A letter sent Monday from Sen. Maria Cantwell, D-Wash., and Rep. Tom Cole, R-Okla., tells NFL Commissioner Roger Goodell that the league is on “the wrong side of history” and mentions the league’s tax-exempt status. Cantwell chairs the Senate Committee on Indian Affairs.

The lawmakers specifically objected to Goodell’s Super Bowl week news conference, when he said the Redskins name has been “presented in a way that honors Native Americans.”

“It is, in fact, an insult to Native Americans,” the letter states.

NFL spokesman Greg Aiello said the league will respond to the letter “in an appropriate manner” once it has been reviewed.

Redskins spokesman Tony Wyllie responded to the letter with an email statement, saying: “With all the important issues Congress has to deal with, such as a war in Afghanistan to deficits to health care, don’t they have more important issues to worry about than a football team’s name?”

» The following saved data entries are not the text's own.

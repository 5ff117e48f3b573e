//! Backend integration tests: selection, register analysis, assembly

use basalt_common::Diagnostics;
use basalt_ir::{Cfg, Codegen, Machine};
use basalt_lexer::Lexer;
use basalt_parser::Parser;
use basalt_typechecker::{SemanticAnalysis, SymbolAnalysis};
use basalt_x64::{
    AsmWriter, InstSelector, MachOperand, Register, RegisterAnalysis, Segment, X64Mnemonic,
};
use pretty_assertions::assert_eq;

fn lower(source: &str) -> (Cfg, Segment) {
    let mut diagnostics = Diagnostics::new();
    let tokens = Lexer::new(source, "test.bas", &mut diagnostics)
        .tokenize()
        .expect("lex failed");
    let mut unit = Parser::new(tokens, "test.bas", &mut diagnostics)
        .parse()
        .expect("parse failed");

    SymbolAnalysis::run(&mut unit, &mut diagnostics).expect("symbol analysis failed");
    SemanticAnalysis::run(&mut unit, &mut diagnostics).expect("semantic analysis failed");

    let mut cfg = Cfg::new(Machine::new(), "test.bas");
    Codegen::run(&mut cfg, &unit, &mut diagnostics).expect("lowering failed");

    let mut segment = Segment::new();
    let funcs: Vec<_> = cfg
        .functions()
        .filter(|(_, f)| !f.is_declaration())
        .map(|(id, _)| id)
        .collect();

    for func in funcs {
        let selector = InstSelector::new(&mut cfg, &mut diagnostics, func);
        segment.functions.push(selector.run().expect("selection failed"));
    }

    (cfg, segment)
}

fn compile(source: &str) -> String {
    let (cfg, mut segment) = lower(source);

    let mut diagnostics = Diagnostics::new();
    RegisterAnalysis::run(&mut segment, &mut diagnostics, "test.bas")
        .expect("register analysis failed");

    AsmWriter::new(&cfg).run(&segment)
}

#[test]
fn selection_assigns_virtual_registers_above_the_barrier() {
    let (_, segment) = lower("$public main :: () -> s64 { let x: mut s64 = 5; ret x + 3; }");

    let func = &segment.functions[0];
    assert!(!func.registers.is_empty());
    for (&id, _) in &func.registers {
        assert!(Register(id).is_virtual());
    }
}

#[test]
fn stack_frame_follows_local_definition_order() {
    let (_, segment) = lower(
        "$public main :: () -> s64 { let a: mut s64 = 1; let b: mut s32 = 2; let c: mut s64 = 3; ret 0; }",
    );

    let frame = &segment.functions[0].stack;
    assert_eq!(frame.num_entries(), 3);
    assert_eq!(frame.entries[0].offset, 0);
    assert_eq!(frame.entries[0].size, 8);
    assert_eq!(frame.entries[1].offset, 8);
    assert_eq!(frame.entries[1].size, 4);
    assert_eq!(frame.entries[2].offset, 12);
    assert_eq!(frame.entries[2].size, 8);
}

#[test]
fn allocations_never_overlap_at_any_position() {
    // Linear scan invariant: at every instruction position, all live
    // ranges hold distinct physical registers.
    let source = r#"
        $public main :: () -> s64 {
            let a: mut s64 = 1;
            let b: mut s64 = 2;
            let c: mut s64 = 3;
            let d: mut s64 = a + b;
            let e: mut s64 = c + d;
            ret a * b + c * d + e;
        }
    "#;

    let (_, mut segment) = lower(source);

    // Capture the allocation-time ranges before the callsite pass inserts
    // push/pop sequences and shifts positions.
    let ranges = RegisterAnalysis::live_ranges(&segment.functions[0]);

    let mut diagnostics = Diagnostics::new();
    RegisterAnalysis::run(&mut segment, &mut diagnostics, "test.bas").unwrap();

    let func = &segment.functions[0];
    let alloc_of = |range: &basalt_x64::LiveRange| {
        if range.reg.is_virtual() {
            func.registers[&range.reg.id()].alloc
        } else {
            range.alloc
        }
    };

    for (i, a) in ranges.iter().enumerate() {
        for b in ranges.iter().skip(i + 1) {
            let (ra, rb) = (alloc_of(a), alloc_of(b));
            if !ra.is_valid() || !rb.is_valid() || ra != rb {
                continue;
            }

            assert!(
                !a.overlaps_extent(b.start, b.end),
                "ranges [{}, {}] and [{}, {}] both hold {}",
                a.start,
                a.end,
                b.start,
                b.end,
                ra
            );
        }
    }
}

#[test]
fn calls_spill_live_caller_saved_registers() {
    // Callsite invariant: every caller-saved register live across a call
    // has a PUSH before and a matching POP after it.
    let source = r#"
        ext :: (x: s64) -> s64;
        $public main :: () -> s64 {
            let a: mut s64 = 7;
            let b: mut s64 = ext(1);
            ret a + b;
        }
    "#;

    let (_, mut segment) = lower(source);
    let mut diagnostics = Diagnostics::new();
    RegisterAnalysis::run(&mut segment, &mut diagnostics, "test.bas").unwrap();

    let main = segment
        .functions
        .iter()
        .find(|f| f.name == "main")
        .expect("main was selected");

    for label in &main.labels {
        for (i, inst) in label.insts.iter().enumerate() {
            if inst.op != X64Mnemonic::Call {
                continue;
            }

            // Pushes immediately precede the call; pops follow in reverse.
            let mut pushed: Vec<Register> = Vec::new();
            let mut j = i;
            while j > 0 && label.insts[j - 1].op == X64Mnemonic::Push {
                pushed.push(label.insts[j - 1].operands[0].get_reg());
                j -= 1;
            }

            let mut popped: Vec<Register> = Vec::new();
            let mut k = i + 1;
            while k < label.insts.len() && label.insts[k].op == X64Mnemonic::Pop {
                popped.push(label.insts[k].operands[0].get_reg());
                k += 1;
            }

            let mut reversed = popped.clone();
            reversed.reverse();
            assert_eq!(pushed, reversed, "pops must mirror pushes in reverse");
        }
    }
}

#[test]
fn emits_global_main_returning_zero() {
    // S1: the emitted listing defines a global main whose body puts 0 in
    // %rax before returning.
    let asm = compile("$public main :: () -> s64 { ret 0; }");

    assert!(asm.contains("\t.file\t\"test.bas\""), "{}", asm);
    assert!(asm.contains("\t.global\tmain"), "{}", asm);
    assert!(asm.contains("\t.type\tmain, @function"), "{}", asm);
    assert!(asm.contains("main:"), "{}", asm);
    assert!(asm.contains("\tpushq\t%rbp"), "{}", asm);
    assert!(asm.contains("\tmovq\t$0, %rax"), "{}", asm);
    assert!(asm.contains("\tpopq\t%rbp\n\tret"), "{}", asm);
}

#[test]
fn internal_functions_are_not_global() {
    let asm = compile("helper :: () -> s64 { ret 1; } $public main :: () -> s64 { ret helper(); }");

    assert!(!asm.contains(".global\thelper"), "{}", asm);
    assert!(asm.contains(".global\tmain"), "{}", asm);
    assert!(asm.contains("\tcall\thelper"), "{}", asm);
}

#[test]
fn locals_access_the_frame_through_rbp() {
    // S2 shape: stores and loads through negative %rbp offsets, 16-byte
    // aligned frame reservation.
    let asm = compile("$public main :: () -> s64 { let x: mut s64 = 5; x = x + 3; ret x; }");

    assert!(asm.contains("\tsubq\t$16, %rsp"), "{}", asm);
    assert!(asm.contains("-8(%rbp)"), "{}", asm);
    assert!(asm.contains("\taddq\t$16, %rsp"), "{}", asm);
}

#[test]
fn float_constants_pool_per_function() {
    let asm = compile("$public main :: () -> s64 { let f: mut f64 = 1.5; f = f + 2.5; ret 0; }");

    assert!(asm.contains(".rodata.cst8"), "{}", asm);
    assert!(asm.contains(".LCPI0_0:"), "{}", asm);
    assert!(asm.contains("\t.quad\t0x3ff8000000000000"), "{}", asm);
    assert!(asm.contains(".LCPI0_0(%rip)"), "{}", asm);
}

#[test]
fn string_literals_pool_and_lea() {
    let asm = compile(
        r#"
        puts :: (s: *char) -> s32;
        $public main :: () -> s64 { puts("hi\n"); ret 0; }
        "#,
    );

    assert!(asm.contains("\t.string\t\"hi\\n\""), "{}", asm);
    assert!(asm.contains("\tleaq\t.LCPI"), "{}", asm);
}

#[test]
fn globals_emit_data_definitions() {
    let asm = compile("counter :: mut s64 = 41; $public main :: () -> s64 { ret counter; }");

    assert!(asm.contains("\t.data"), "{}", asm);
    assert!(asm.contains("\t.type\tcounter, @object"), "{}", asm);
    assert!(asm.contains("\t.size\tcounter, 8"), "{}", asm);
    assert!(asm.contains("counter:\n\t.quad\t41"), "{}", asm);
}

#[test]
fn uninitialized_globals_reserve_zeroed_storage() {
    let asm = compile("buffer :: [16]u8; $public main :: () -> s64 { ret 0; }");

    assert!(asm.contains("buffer:\n\t.zero\t16"), "{}", asm);
}

#[test]
fn branches_emit_local_labels() {
    let asm = compile(
        "$public main :: () -> s64 { let x: mut s64 = 0; until x >= 3 { x = x + 1; } ret x; }",
    );

    assert!(asm.contains(".L0_1:"), "{}", asm);
    assert!(asm.contains("\tjne\t.L0_"), "{}", asm);
    assert!(asm.contains("\tjmp\t.L0_"), "{}", asm);
}

#[test]
fn division_routes_through_rax_and_rdx() {
    let asm = compile("$public main :: () -> s64 { let a: mut s64 = 42; ret a / 7; }");

    assert!(asm.contains("\tcqo"), "{}", asm);
    assert!(asm.contains("\tidivq"), "{}", asm);
}

#[test]
fn unsigned_division_zeroes_edx() {
    let asm = compile("f :: (a: u64, b: u64) -> u64 { ret a % b; } $public main :: () -> s64 { ret 0; }");

    assert!(asm.contains("\tmovl\t$0, %edx"), "{}", asm);
    assert!(asm.contains("\tdivq"), "{}", asm);
}

#[test]
fn comparisons_emit_setcc() {
    let asm = compile("f :: (a: s64, b: s64) -> bool { ret a < b; } $public main :: () -> s64 { ret 0; }");

    // Operands stay in source order, so the predicate is flipped.
    assert!(asm.contains("\tsetg\t") || asm.contains("\tsetl\t"), "{}", asm);
    assert!(asm.contains("\tcmpq\t"), "{}", asm);
}

#[test]
fn aggregate_copy_calls_the_copy_intrinsic() {
    // S5: the aggregate return path travels through __copy, and the
    // hidden result slot materializes at selection time: its address goes
    // into the first argument register before the call.
    let asm = compile(
        r#"
        Box :: struct { x: s32, y: s32 }
        make :: () -> Box;
        $public main :: () -> s64 {
            let b: Box = make();
            ret cast<s64>(b.x);
        }
        "#,
    );

    // Frame: local b at -8, the call's result slot below it.
    assert!(asm.contains("\tleaq\t-16(%rbp), %rdi\n\tcall\tmake"), "{}", asm);
    assert!(asm.contains("\tcall\t__copy"), "{}", asm);
}

#[test]
fn redundant_moves_are_elided() {
    let asm = compile("$public main :: () -> s64 { let x: mut s64 = 1; ret x; }");

    for line in asm.lines() {
        let trimmed = line.trim();
        if let Some(rest) = trimmed.strip_prefix("movq\t") {
            let mut parts = rest.split(", ");
            let (src, dst) = (parts.next().unwrap_or(""), parts.next().unwrap_or(""));
            assert!(
                src != dst || !src.starts_with('%'),
                "redundant move survived: {}",
                trimmed
            );
        }
    }
}

#[test]
fn operand_kinds_render_in_att_syntax() {
    let (_, mut segment) = lower("$public main :: () -> s64 { let x: mut s64 = 2; ret x; }");
    let mut diagnostics = Diagnostics::new();
    RegisterAnalysis::run(&mut segment, &mut diagnostics, "test.bas").unwrap();

    // A stack operand resolves to a negative rbp offset.
    let main = &segment.functions[0];
    let has_stack = main
        .labels
        .iter()
        .flat_map(|l| l.insts.iter())
        .flat_map(|i| i.operands.iter())
        .any(|op| matches!(op, MachOperand::Stack(_)));
    assert!(has_stack);
}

That prompted a statement from Ray Halbritter of the Oneida Indian Nation, which has been at the forefront of the push to change the team’s name.

“While the Washington team somehow claims that Congress has better things to do than intervene in a serious issue that involves taxpayer dollars, it is the exact opposite: Congress has a responsibility to the American people to put an end to this kind of taxpayer-subsidized bigotry,” Halbritter said.

The Redskins also countered by saying they’ve received “almost 200″ letters and emails in recent months in support of the name from people who identified themselves as Native Americans or as family members of Native Americans. They say they’ve received only seven letters from Native Americans opposed to the name. The team released excerpts from the letters and called them “community voices.”

“We should not turn our back on these Native Americans,” the team’s statement said. “Their voices deserve to be heard.”